Sophie arrastró la maleta hasta nuestra habitación. La dejó sobre la cama y mientras sacaba toda la ropa para amontonarla y echarla a lavar, me contó cómo le había ido la semana. Yo solo tenía ganas de abrazarla y besarle el cuello y los labios y lo que se terciase, pero algo me decía que no era el momento.

—… así que, después de las dos primeras clases y de ver mi portafolios me dice que quiere que me lo piense. Y la verdad es que, ¿sabes?, no me parece tan mala idea volver a Estados Unidos si es para trabajar con este estudio…

—Un momento, ¿volver? —la interrumpí. Aquella última frase me había sacado de mi ensimismamiento—. ¿Por qué vas a querer volver tan pronto?

Sophie cerró la maleta de golpe y se volvió hacia mí.

—Leo, ¿has escuchado algo de todo lo que te he dicho? ¿Para qué crees si no que había decidido pagarme ese curso? ¡Solo a dos de las que estábamos allí nos han ofrecido el trabajo!

La emoción con la que brillaban sus ojos me hizo comprender por qué había sido tan cortante desde que había entrado por la puerta: siempre que Sophie tenía algo que confesarme, algo que sabía que no me haría mucha gracia, se ponía a la defensiva hasta que lo soltaba. Debería haberlo visto venir.

—¡No sabía nada de que quisieras marcharte! —respondí.

Sophie todavía no había encontrado su sitio en España, pero llevaba los dos últimos meses buscando trabajo y mandando currículums para dedicarse a lo que había estudiado: diseño de interiores.

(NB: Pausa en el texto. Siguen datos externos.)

#[derive(Clone, Copy, Debug)]
pub(crate) struct CommandSpec {
    pub command: &'static str,
    pub action: &'static str,
}

pub(crate) const SEARCH_COMMANDS: &[CommandSpec] = &[
    CommandSpec {
        command: "safebooru",
        action: "search",
    },
    CommandSpec {
        command: "sb",
        action: "search",
    },
];

pub(crate) const NO_ARG_COMMANDS: &[CommandSpec] = &[CommandSpec {
    command: "help",
    action: "help",
}];

pub const CHAT_HELP_COMMANDS: &[&str] = &["/safebooru <tags>", "/sb <tags>", "/help"];
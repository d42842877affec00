use std::time::Duration;

use anyhow::{bail, Context, Result};
use reqwest::blocking::{Client as HttpClient, Response as HttpResponse};
use serde_json::Value;

const USER_AGENT: &str = concat!("sbooru-rs/", env!("CARGO_PKG_VERSION"));

pub(crate) fn build_client(timeout: Duration) -> Result<HttpClient> {
    HttpClient::builder()
        .user_agent(USER_AGENT)
        .timeout(timeout)
        .build()
        .context("failed to build HTTP client")
}

/// Non-2xx becomes an error carrying the (truncated) body. An empty body on
/// success comes back as `Value::Null`.
pub(crate) fn response_json_or_error(service: &str, response: HttpResponse) -> Result<Value> {
    let status = response.status();
    let code = status.as_u16();
    let body = response
        .text()
        .with_context(|| format!("{service} response body read failed"))?;
    if !status.is_success() {
        bail!(
            "{service} request failed ({code}): {}",
            truncate_text(&body, 512)
        );
    }
    if body.trim().is_empty() {
        return Ok(Value::Null);
    }
    let parsed: Value = serde_json::from_str(&body).with_context(|| {
        format!(
            "{service} returned invalid JSON payload: {}",
            truncate_text(body.trim(), 100)
        )
    })?;
    Ok(parsed)
}

/// Board endpoints answer with either a list or a single bare object.
pub(crate) fn json_rows(value: Value) -> Vec<Value> {
    match value {
        Value::Array(rows) => rows,
        Value::Null => Vec::new(),
        other => vec![other],
    }
}

pub(crate) fn is_timeout(err: &anyhow::Error) -> bool {
    err.chain().any(|cause| {
        cause
            .downcast_ref::<reqwest::Error>()
            .map(reqwest::Error::is_timeout)
            .unwrap_or(false)
    })
}

pub(crate) fn error_chain_text(err: &anyhow::Error, max_chars: usize) -> String {
    let mut parts = Vec::new();
    for cause in err.chain() {
        let text = cause.to_string();
        let trimmed = text.trim();
        if trimmed.is_empty() {
            continue;
        }
        if parts
            .last()
            .map(|existing: &String| existing == trimmed)
            .unwrap_or(false)
        {
            continue;
        }
        parts.push(trimmed.to_string());
    }
    if parts.is_empty() {
        return truncate_text(&err.to_string(), max_chars);
    }
    truncate_text(&parts.join(" | caused by: "), max_chars)
}

pub(crate) fn truncate_text(value: &str, max_chars: usize) -> String {
    if value.chars().count() <= max_chars {
        return value.to_string();
    }
    value.chars().take(max_chars).collect::<String>() + "…"
}
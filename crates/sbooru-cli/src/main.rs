use std::fs;
use std::io::{self, ErrorKind, Write};
use std::path::{Path, PathBuf};
use std::sync::Arc;
use std::time::{Duration, SystemTime};

use anyhow::{bail, Context, Result};
use base64::engine::general_purpose::STANDARD as BASE64;
use base64::Engine as _;
use clap::{Parser, Subcommand};
use sbooru_contracts::chat::{parse_intent, CHAT_HELP_COMMANDS};
use sbooru_contracts::config::PluginConfig;
use sbooru_contracts::dialogue::{DialogueStore, FileDialogueStore, MemoryDialogueStore};
use sbooru_contracts::outcomes::{ActionRecord, OutcomeLog};
use sbooru_contracts::records::Rating;
use sbooru_contracts::tags::extract_tags;
use sbooru_engine::{
    validate_tags, EncodedImage, HandlerOutcome, Host, ImageBoard, InboundMessage,
    SafebooruClient, SafebooruPlugin, SafebooruTagIndex, SearchRequest, TOOL_NAME,
};
use serde_json::{json, Map, Value};
use sha2::{Digest, Sha256};
use tracing::{debug, info};
use tracing_subscriber::EnvFilter;
use uuid::Uuid;

#[derive(Debug, Parser)]
#[command(name = "sbooru-rs", version, about = "Safebooru image search from the terminal")]
struct Cli {
    /// JSON config file; SAFEBOORU_* environment variables override it.
    #[arg(long, global = true)]
    config: Option<PathBuf>,
    #[command(subcommand)]
    command: Command,
}

#[derive(Debug, Subcommand)]
enum Command {
    /// Interactive chat standing in for the host runtime.
    Chat(ChatArgs),
    /// Print the tags extracted from free text.
    Tags(TextArgs),
    /// Validate a tag string against the tag index and print the result.
    Validate(TextArgs),
    /// Run one search and print the matching posts.
    Search(SearchArgs),
    /// Call the safebooru_search tool with a JSON argument object.
    Tool(ToolArgs),
}

#[derive(Debug, Parser)]
struct ChatArgs {
    /// Where received images are written.
    #[arg(long, default_value = "sbooru-out")]
    out: PathBuf,
    /// Outcome log; defaults to <out>/outcomes.jsonl.
    #[arg(long)]
    events: Option<PathBuf>,
    /// Keep clarification state in this JSON file across runs.
    #[arg(long)]
    state: Option<PathBuf>,
    #[arg(long)]
    conversation: Option<String>,
    /// Route plain text through the natural-language action.
    #[arg(long)]
    natural: bool,
    /// Behave like a group chat: only lines starting with '@' mention the bot.
    #[arg(long)]
    group: bool,
    #[arg(long)]
    nickname: Option<String>,
    #[arg(long)]
    show_tags: bool,
}

#[derive(Debug, Parser)]
struct TextArgs {
    #[arg(required = true)]
    text: Vec<String>,
}

#[derive(Debug, Parser)]
struct SearchArgs {
    #[arg(required = true)]
    tags: Vec<String>,
    #[arg(long)]
    limit: Option<u32>,
    #[arg(long)]
    rating: Option<Rating>,
}

#[derive(Debug, Parser)]
struct ToolArgs {
    /// e.g. '{"tags": "hatsune_miku", "limit": 3}'
    args: String,
}

fn main() {
    init_tracing();
    match run() {
        Ok(code) => std::process::exit(code),
        Err(err) => {
            eprintln!("sbooru-rs error: {err:#}");
            std::process::exit(1);
        }
    }
}

fn init_tracing() {
    let filter = EnvFilter::try_from_default_env().unwrap_or_else(|_| EnvFilter::new("info"));
    tracing_subscriber::fmt()
        .with_env_filter(filter)
        .with_target(false)
        .with_writer(io::stderr)
        .compact()
        .init();
}

fn run() -> Result<i32> {
    let cli = Cli::parse();
    let config = PluginConfig::load(cli.config.as_deref())?;
    match cli.command {
        Command::Chat(args) => {
            run_chat(config, args)?;
            Ok(0)
        }
        Command::Tags(args) => {
            println!("{}", extract_tags(&args.text.join(" ")).join());
            Ok(0)
        }
        Command::Validate(args) => run_validate(&config, &args.text.join(" ")),
        Command::Search(args) => run_search(&config, args),
        Command::Tool(args) => run_tool(config, &args.args),
    }
}

fn run_validate(config: &PluginConfig, tags: &str) -> Result<i32> {
    let index = SafebooruTagIndex::new(
        &config.safebooru.api_base,
        Duration::from_secs(config.safebooru.timeout_secs.max(1)),
    )?;
    let result = validate_tags(&index, tags);
    println!("{}", serde_json::to_string_pretty(&result)?);
    Ok(0)
}

fn run_search(config: &PluginConfig, args: SearchArgs) -> Result<i32> {
    let client = SafebooruClient::new(
        &config.safebooru.api_base,
        Duration::from_secs(config.safebooru.download_timeout_secs.max(1)),
    )?;
    let request = SearchRequest {
        tags: args.tags.join(" "),
        limit: args.limit.unwrap_or_else(|| config.safebooru.search_limit()),
        rating: args.rating.unwrap_or(config.safebooru.rating),
        timeout: Duration::from_secs(config.safebooru.timeout_secs.max(1)),
    };
    let records = client.search(&request);
    println!("{}", serde_json::to_string_pretty(&records)?);
    Ok(if records.is_empty() { 2 } else { 0 })
}

fn run_tool(config: PluginConfig, raw_args: &str) -> Result<i32> {
    let args: Value = serde_json::from_str(raw_args)
        .with_context(|| format!("{TOOL_NAME} arguments must be a JSON object"))?;
    if !args.is_object() {
        bail!("{TOOL_NAME} arguments must be a JSON object");
    }
    let plugin = SafebooruPlugin::from_config(config, Arc::new(MemoryDialogueStore::new()))?;
    let response = plugin.call_tool(&args);
    println!("{}", serde_json::to_string_pretty(&response)?);
    let success = response
        .get("success")
        .and_then(Value::as_bool)
        .unwrap_or(false);
    Ok(if success { 0 } else { 2 })
}

fn run_chat(mut config: PluginConfig, args: ChatArgs) -> Result<()> {
    if let Some(nickname) = args.nickname.clone() {
        config.bot.nickname = Some(nickname);
    }
    if args.show_tags {
        config.response.show_tags = true;
    }
    let dialogue: Arc<dyn DialogueStore> = match args.state.clone() {
        Some(path) => Arc::new(FileDialogueStore::new(path)),
        None => Arc::new(MemoryDialogueStore::new()),
    };
    let plugin = SafebooruPlugin::from_config(config, dialogue)?;

    fs::create_dir_all(&args.out)
        .with_context(|| format!("failed creating {}", args.out.display()))?;
    let events_path = args
        .events
        .clone()
        .unwrap_or_else(|| args.out.join("outcomes.jsonl"));
    let mut host = TerminalHost::new(&args.out, OutcomeLog::new(events_path));
    let conversation_id = args
        .conversation
        .clone()
        .unwrap_or_else(|| Uuid::new_v4().to_string());
    info!("conversation {conversation_id}");

    let stdin = io::stdin();
    let mut line = String::new();
    let mut last_active: Option<SystemTime> = None;

    println!("Safebooru chat started. Type /help for commands.");
    if args.group {
        println!("Group mode: start a line with '@' to address the bot.");
    }

    loop {
        print!("> ");
        io::stdout().flush()?;

        line.clear();
        let read = match stdin.read_line(&mut line) {
            Ok(read) => read,
            Err(err) if err.kind() == ErrorKind::Interrupted => continue,
            Err(err) => return Err(err.into()),
        };
        if read == 0 {
            break;
        }

        let (is_mentioned, text) = split_mention(line.trim_end_matches(['\n', '\r']), args.group);
        let intent = parse_intent(text);
        let message = InboundMessage {
            conversation_id: conversation_id.clone(),
            text: text.to_string(),
            is_mentioned,
            last_active,
        };

        let outcome = match intent.action.as_str() {
            "noop" => continue,
            "help" => {
                println!("Commands: {}", CHAT_HELP_COMMANDS.join(" "));
                continue;
            }
            "natural" if !args.natural => {
                println!("(plain text is ignored; restart with --natural to search with it)");
                continue;
            }
            "natural" => plugin.handle_action(&message, None, &mut host),
            _ => plugin.handle_command(&message, &mut host),
        };

        debug!("handler outcome: {outcome:?}");
        host.record_outcome(&conversation_id, text, &outcome)?;
        if outcome.handled {
            last_active = Some(SystemTime::now());
        }
    }

    Ok(())
}

/// Strips a leading `@` and reports whether the line addressed the bot.
/// Outside group mode every line does.
fn split_mention(input: &str, group: bool) -> (bool, &str) {
    let trimmed = input.trim();
    match trimmed.strip_prefix('@') {
        Some(rest) => (true, rest.trim_start()),
        None => (!group, trimmed),
    }
}

/// Prints replies, writes images to disk and appends outcomes to a JSONL log.
struct TerminalHost {
    out_dir: PathBuf,
    outcomes: OutcomeLog,
}

impl TerminalHost {
    fn new(out_dir: &Path, outcomes: OutcomeLog) -> Self {
        Self {
            out_dir: out_dir.to_path_buf(),
            outcomes,
        }
    }

    fn record_outcome(
        &self,
        conversation_id: &str,
        input: &str,
        outcome: &HandlerOutcome,
    ) -> Result<()> {
        let mut payload = Map::new();
        payload.insert("input".to_string(), Value::String(input.to_string()));
        payload.insert("handled".to_string(), Value::Bool(outcome.handled));
        payload.insert(
            "message".to_string(),
            Value::String(outcome.message.clone()),
        );
        self.outcomes
            .record("handler_outcome", conversation_id, payload)?;
        Ok(())
    }
}

impl Host for TerminalHost {
    fn send_text(&mut self, _conversation_id: &str, text: &str) -> Result<()> {
        println!("bot> {text}");
        Ok(())
    }

    fn send_image(&mut self, conversation_id: &str, image: &EncodedImage) -> Result<bool> {
        let bytes = BASE64
            .decode(image.base64.as_bytes())
            .context("image payload is not valid base64")?;
        if bytes.is_empty() {
            return Ok(false);
        }
        let path = self.out_dir.join(format!("sb-{}.jpg", short_hash(&bytes)));
        fs::write(&path, &bytes).with_context(|| format!("failed writing {}", path.display()))?;
        println!("bot> [image: {}]", path.display());

        let mut payload = Map::new();
        payload.insert(
            "path".to_string(),
            Value::String(path.to_string_lossy().to_string()),
        );
        payload.insert("bytes".to_string(), json!(bytes.len()));
        payload.insert(
            "mime_type".to_string(),
            Value::String(image.mime_type().to_string()),
        );
        self.outcomes.record("image_sent", conversation_id, payload)?;
        Ok(true)
    }

    fn store_action_info(&mut self, conversation_id: &str, record: &ActionRecord) -> Result<()> {
        debug!("action info: {}", record.prompt_display);
        self.outcomes.record_action(conversation_id, record)?;
        Ok(())
    }
}

fn short_hash(bytes: &[u8]) -> String {
    let mut hasher = Sha256::new();
    hasher.update(bytes);
    let digest = hasher.finalize();
    hex::encode(&digest[..6])
}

—¡Porque no me escuchas! Solo hablas de tus clases, de tus anuncios, de tu hermano, de tu carrera… ¿y yo qué, Leo?

—Venga ya, ¡eso no es verdad! —le espeté, sin estar muy seguro de que fuera cierto.

—Ah, ¿no? Pues respóndeme a esta pregunta: ¿adónde tendría que irme si decidiera aceptar la propuesta?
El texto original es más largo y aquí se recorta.